KishoreRaju February 2016

NodeJs and ExpressJs Unable to separate the common code which is used in error and respose handling

I'm new to NodeJS and expressJs. I have the following code, which is used to get the list of Users

In the following code I would like to separate the code which is in function(error, response, body) method and reuse in different method

How I can do this? I am using these repeatedly in all the methods so I would like to separate this and reuse in all the places.

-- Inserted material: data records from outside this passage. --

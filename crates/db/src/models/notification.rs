//! In-app notification model.

use classtrack_core::types::{DbId, Timestamp};
use serde::{Deserialize, Serialize};
use sqlx::FromRow;

/// Read state of an in-app notification.
#[derive(Debug, Clone, Copy, PartialEq, Eq, Serialize, Deserialize, sqlx::Type)]
#[sqlx(type_name = "notification_status", rename_all = "UPPERCASE")]
#[serde(rename_all = "UPPERCASE")]
pub enum NotificationStatus {
    Unread,
    Read,
}

/// A row from the `notifications` table.
#[derive(Debug, Clone, FromRow, Serialize)]
pub struct Notification {
    pub id: DbId,
    pub title: String,
    pub message: String,
    pub status: NotificationStatus,
    pub created_at: Timestamp,
}
//! Route definitions for in-app notifications.

use axum::routing::{delete, get, post};
use axum::Router;

use crate::handlers::notifications;
use crate::state::AppState;

/// Notification routes mounted at `/notifications`.
///
/// ```text
/// GET    /             -> list_notifications
/// DELETE /             -> clear_notifications
/// POST   /{id}/read    -> mark_read
/// ```
pub fn router() -> Router<AppState> {
    Router::new()
        .route("/", get(notifications::list_notifications))
        .route("/", delete(notifications::clear_notifications))
        .route("/{id}/read", post(notifications::mark_read))
}
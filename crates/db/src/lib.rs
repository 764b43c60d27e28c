//! Database access layer: pool helpers, migrations, row models, and
//! repositories.
//!
//! Repositories are stateless structs with associated async fns taking a
//! `&PgPool`; all status mutation goes through single-row atomic updates so
//! the persisted row is the single source of truth for every scheduler
//! decision.

use sqlx::postgres::PgPoolOptions;

pub mod models;
pub mod repositories;

pub type DbPool = sqlx::PgPool;

/// Create a connection pool from a database URL.
pub async fn create_pool(database_url: &str) -> Result<DbPool, sqlx::Error> {
    PgPoolOptions::new()
        .max_connections(20)
        .connect(database_url)
        .await
}

/// Cheap connectivity probe used by the health endpoint and startup checks.
pub async fn health_check(pool: &DbPool) -> Result<(), sqlx::Error> {
    sqlx::query("SELECT 1").execute(pool).await?;
    Ok(())
}

/// Apply all pending migrations from the crate's `migrations/` directory.
pub async fn run_migrations(pool: &DbPool) -> Result<(), sqlx::migrate::MigrateError> {
    sqlx::migrate!().run(pool).await
}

router.get('/details/*******/all', function(req, res, next) {
    var cookie = request.cookie("JSESSIONID=" + req.cookies.JSESSIONID);
    jar.setCookie(cookie, LIST_OF_STAFF, function(error, cookie) {});
    request({
        url: LIST_OF_STAFF,
        method: "GET",
        jar: jar,
        headers: headers
    }, function(error, response, body) {
        if (!error && response.statusCode === 400 && !_.isUndefined(body)) {
            res.status(400)
            res.json(body);
        } else
        if (!error && response.statusCode === 401 && !_.isUndefined(body)) {
            res.status(401)
            res.json(body);
        } else
        if (!error && response.statusCode === 200 && !_.isUndefined(body)) {
            res.json(JSON.parse(body));
        } else {
            next(error);
        }
    });
});

Answers


Aminadav February 2016

You can move the function to another place, give it's a name. And then you can reuse it.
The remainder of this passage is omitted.